WORK INSTRUCTION:
Find all the lines in the material below with the word "stamped", and copy them.

THE DATA:
-*-
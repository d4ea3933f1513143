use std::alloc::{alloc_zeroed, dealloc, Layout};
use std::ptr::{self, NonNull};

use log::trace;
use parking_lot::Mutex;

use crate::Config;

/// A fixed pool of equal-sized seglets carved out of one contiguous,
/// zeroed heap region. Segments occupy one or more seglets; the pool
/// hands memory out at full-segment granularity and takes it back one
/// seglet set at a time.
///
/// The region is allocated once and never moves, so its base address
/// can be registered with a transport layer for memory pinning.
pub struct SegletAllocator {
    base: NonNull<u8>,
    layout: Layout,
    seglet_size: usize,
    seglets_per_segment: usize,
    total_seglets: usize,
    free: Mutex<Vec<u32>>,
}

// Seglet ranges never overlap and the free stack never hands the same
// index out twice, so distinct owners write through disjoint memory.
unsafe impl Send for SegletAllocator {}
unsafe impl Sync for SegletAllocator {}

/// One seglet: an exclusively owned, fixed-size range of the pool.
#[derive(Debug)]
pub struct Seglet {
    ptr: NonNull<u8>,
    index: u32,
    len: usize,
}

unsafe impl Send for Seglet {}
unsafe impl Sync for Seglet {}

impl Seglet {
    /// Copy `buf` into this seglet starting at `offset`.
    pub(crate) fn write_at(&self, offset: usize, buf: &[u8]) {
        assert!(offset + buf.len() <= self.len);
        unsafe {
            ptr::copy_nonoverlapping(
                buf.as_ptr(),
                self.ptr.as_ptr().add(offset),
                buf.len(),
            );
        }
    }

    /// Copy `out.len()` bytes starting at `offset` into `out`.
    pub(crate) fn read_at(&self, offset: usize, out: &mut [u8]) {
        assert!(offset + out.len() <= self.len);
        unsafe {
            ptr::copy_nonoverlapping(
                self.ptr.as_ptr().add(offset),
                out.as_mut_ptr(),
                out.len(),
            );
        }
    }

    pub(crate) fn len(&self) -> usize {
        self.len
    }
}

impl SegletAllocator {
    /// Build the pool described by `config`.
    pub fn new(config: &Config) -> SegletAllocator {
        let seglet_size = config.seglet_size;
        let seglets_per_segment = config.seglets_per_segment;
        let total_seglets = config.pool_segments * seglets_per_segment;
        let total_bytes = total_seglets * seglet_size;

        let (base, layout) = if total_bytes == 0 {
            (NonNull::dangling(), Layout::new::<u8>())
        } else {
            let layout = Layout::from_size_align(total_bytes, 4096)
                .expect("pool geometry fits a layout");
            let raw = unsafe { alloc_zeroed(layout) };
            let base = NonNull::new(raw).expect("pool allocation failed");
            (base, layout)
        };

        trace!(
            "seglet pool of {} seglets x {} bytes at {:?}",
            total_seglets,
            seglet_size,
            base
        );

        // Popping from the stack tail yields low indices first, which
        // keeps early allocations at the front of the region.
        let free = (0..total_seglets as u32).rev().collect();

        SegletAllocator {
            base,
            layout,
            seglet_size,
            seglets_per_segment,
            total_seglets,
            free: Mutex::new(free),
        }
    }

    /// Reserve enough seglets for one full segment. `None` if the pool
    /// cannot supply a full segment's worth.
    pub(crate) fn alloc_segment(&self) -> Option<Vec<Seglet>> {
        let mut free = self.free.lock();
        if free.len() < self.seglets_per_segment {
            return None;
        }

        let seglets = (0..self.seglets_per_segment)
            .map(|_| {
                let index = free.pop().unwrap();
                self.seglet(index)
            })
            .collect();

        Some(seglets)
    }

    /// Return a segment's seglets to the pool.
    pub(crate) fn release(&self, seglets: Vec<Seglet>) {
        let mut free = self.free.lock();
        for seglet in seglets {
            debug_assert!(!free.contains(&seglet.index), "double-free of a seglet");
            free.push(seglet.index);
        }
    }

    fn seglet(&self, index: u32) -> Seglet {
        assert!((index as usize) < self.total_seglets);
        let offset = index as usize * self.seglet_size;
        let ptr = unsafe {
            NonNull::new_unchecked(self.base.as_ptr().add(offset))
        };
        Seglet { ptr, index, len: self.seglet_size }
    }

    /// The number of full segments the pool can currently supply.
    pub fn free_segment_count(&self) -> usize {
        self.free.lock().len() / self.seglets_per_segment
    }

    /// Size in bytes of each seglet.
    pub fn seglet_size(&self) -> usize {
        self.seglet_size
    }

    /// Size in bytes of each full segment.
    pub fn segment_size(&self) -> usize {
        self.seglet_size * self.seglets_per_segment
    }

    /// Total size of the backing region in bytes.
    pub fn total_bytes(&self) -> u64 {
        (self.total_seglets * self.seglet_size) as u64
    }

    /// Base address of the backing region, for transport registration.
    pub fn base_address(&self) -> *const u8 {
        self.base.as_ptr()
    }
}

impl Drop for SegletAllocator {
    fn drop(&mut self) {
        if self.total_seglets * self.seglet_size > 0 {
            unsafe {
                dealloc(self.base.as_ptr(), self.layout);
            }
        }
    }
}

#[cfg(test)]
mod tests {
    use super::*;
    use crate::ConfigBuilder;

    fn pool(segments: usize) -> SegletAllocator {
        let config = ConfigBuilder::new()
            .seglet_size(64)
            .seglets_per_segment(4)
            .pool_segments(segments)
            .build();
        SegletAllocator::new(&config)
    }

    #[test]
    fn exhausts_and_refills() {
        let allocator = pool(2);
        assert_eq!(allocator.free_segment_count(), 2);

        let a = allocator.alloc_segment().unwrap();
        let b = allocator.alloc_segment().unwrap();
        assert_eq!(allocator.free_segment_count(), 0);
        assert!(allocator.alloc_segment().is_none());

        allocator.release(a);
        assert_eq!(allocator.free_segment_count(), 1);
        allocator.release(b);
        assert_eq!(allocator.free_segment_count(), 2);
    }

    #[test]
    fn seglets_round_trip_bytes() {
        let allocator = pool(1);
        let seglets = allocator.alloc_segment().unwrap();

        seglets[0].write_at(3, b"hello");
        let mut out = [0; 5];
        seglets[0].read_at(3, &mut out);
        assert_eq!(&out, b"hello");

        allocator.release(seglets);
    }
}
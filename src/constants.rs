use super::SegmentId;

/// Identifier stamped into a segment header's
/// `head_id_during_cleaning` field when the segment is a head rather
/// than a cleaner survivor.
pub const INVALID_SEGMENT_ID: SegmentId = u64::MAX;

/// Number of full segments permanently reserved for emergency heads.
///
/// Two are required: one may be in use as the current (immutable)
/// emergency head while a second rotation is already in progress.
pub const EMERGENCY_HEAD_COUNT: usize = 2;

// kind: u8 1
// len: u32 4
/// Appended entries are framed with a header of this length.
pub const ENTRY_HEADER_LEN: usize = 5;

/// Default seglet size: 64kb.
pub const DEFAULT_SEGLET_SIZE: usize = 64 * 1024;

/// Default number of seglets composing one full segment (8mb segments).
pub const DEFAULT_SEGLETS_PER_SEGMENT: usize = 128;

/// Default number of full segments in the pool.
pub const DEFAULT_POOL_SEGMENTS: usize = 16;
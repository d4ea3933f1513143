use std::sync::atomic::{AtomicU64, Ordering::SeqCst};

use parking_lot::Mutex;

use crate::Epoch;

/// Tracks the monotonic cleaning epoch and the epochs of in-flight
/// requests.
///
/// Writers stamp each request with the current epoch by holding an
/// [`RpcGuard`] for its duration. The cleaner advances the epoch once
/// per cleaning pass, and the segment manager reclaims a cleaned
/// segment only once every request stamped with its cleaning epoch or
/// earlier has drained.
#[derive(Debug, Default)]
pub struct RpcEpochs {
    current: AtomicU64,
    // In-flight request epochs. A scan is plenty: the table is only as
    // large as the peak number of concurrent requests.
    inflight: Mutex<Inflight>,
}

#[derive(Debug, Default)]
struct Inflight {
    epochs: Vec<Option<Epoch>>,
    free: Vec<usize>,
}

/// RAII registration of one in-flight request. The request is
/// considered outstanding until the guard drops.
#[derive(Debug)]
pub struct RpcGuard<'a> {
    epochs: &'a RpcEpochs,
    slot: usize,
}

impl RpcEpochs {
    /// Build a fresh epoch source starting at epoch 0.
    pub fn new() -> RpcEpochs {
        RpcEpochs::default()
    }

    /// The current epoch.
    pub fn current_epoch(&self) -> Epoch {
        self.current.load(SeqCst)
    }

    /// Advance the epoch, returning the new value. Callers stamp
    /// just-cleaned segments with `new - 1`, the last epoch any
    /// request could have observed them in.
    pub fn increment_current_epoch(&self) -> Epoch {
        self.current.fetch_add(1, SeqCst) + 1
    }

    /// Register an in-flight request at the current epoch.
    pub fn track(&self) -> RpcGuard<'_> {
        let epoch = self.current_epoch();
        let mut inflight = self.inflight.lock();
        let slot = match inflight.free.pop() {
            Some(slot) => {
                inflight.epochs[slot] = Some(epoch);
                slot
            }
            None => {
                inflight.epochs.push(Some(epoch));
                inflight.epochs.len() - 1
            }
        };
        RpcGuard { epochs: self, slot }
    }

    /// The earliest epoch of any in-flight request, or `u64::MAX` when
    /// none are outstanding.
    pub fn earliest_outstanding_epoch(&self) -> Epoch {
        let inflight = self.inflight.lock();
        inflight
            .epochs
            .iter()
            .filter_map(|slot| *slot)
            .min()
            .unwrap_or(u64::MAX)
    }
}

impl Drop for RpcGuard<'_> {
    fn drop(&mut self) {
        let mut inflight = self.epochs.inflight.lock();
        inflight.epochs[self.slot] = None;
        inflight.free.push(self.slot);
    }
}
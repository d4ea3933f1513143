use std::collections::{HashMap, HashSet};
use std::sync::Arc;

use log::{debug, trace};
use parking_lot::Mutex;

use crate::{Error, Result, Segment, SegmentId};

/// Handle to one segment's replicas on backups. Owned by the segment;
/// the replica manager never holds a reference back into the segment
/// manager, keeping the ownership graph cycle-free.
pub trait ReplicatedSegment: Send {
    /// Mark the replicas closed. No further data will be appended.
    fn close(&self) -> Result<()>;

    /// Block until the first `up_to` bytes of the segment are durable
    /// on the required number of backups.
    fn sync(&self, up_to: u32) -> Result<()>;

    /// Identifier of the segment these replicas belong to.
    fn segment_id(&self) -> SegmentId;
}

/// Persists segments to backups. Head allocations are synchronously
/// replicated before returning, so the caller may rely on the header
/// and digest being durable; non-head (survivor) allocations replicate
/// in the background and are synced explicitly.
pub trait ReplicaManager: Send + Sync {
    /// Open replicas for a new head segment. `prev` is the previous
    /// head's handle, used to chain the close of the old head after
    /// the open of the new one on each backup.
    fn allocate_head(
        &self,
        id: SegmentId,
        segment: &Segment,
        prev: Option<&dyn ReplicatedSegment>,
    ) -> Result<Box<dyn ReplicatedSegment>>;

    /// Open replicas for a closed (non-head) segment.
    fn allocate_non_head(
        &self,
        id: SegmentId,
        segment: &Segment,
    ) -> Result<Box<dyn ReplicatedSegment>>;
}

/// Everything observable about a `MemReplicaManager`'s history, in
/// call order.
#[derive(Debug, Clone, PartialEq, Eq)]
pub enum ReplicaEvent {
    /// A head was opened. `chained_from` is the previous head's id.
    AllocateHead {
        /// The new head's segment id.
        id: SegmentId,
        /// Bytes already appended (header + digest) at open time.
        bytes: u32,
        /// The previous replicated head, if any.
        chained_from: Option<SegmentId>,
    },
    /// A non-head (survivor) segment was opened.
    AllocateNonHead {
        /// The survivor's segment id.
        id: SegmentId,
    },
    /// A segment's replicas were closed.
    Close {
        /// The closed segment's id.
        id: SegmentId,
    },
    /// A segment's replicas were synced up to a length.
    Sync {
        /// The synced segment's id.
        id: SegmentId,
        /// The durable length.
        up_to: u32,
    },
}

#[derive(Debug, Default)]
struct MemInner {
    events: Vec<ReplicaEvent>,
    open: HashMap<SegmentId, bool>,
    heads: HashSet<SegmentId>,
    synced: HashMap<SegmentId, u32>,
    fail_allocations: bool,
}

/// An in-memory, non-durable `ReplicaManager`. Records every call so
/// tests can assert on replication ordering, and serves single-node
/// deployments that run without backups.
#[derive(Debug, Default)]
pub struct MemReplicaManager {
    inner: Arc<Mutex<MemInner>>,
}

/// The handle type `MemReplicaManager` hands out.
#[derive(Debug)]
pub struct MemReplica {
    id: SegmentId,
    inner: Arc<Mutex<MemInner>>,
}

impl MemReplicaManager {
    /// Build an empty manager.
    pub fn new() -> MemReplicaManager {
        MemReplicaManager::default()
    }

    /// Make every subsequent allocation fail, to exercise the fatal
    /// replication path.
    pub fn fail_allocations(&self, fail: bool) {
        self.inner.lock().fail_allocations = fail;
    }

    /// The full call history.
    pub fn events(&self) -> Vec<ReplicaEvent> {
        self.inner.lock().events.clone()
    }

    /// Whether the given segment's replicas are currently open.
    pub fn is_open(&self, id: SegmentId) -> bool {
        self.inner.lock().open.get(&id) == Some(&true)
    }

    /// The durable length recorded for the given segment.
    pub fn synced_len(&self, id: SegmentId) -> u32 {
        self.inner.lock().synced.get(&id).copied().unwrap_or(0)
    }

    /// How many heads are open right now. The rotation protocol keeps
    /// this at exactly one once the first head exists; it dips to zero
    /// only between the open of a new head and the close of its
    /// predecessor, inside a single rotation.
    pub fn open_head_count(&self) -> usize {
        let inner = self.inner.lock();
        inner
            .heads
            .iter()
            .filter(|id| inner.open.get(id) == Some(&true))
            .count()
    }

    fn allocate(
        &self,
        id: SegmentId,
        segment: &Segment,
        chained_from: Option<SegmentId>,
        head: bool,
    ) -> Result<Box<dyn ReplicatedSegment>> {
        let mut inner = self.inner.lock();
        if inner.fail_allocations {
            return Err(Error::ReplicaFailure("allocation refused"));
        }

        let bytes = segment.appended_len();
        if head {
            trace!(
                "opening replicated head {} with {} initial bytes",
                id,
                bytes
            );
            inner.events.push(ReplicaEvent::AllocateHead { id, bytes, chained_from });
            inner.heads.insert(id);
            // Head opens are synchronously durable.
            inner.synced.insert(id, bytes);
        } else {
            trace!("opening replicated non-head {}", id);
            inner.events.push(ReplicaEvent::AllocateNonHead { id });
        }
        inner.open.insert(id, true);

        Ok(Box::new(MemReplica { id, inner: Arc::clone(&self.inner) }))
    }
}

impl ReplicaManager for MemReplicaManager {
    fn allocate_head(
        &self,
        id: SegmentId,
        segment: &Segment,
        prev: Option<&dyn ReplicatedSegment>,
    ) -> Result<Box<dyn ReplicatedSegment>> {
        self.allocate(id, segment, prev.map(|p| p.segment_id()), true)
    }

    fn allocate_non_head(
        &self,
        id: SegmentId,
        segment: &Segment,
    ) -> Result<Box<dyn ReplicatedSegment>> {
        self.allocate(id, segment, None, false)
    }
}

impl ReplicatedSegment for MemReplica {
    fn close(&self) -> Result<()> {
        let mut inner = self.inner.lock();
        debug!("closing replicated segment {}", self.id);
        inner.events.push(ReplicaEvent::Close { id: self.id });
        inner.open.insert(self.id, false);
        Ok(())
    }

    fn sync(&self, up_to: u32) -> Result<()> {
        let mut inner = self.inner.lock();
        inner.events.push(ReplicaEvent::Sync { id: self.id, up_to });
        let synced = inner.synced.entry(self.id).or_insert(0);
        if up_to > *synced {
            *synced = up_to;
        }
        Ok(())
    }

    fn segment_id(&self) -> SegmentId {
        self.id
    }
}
-*-
FINAL ANSWER:
/// Identifier stamped into a segment header's
/// segment only once every request stamped with its cleaning epoch or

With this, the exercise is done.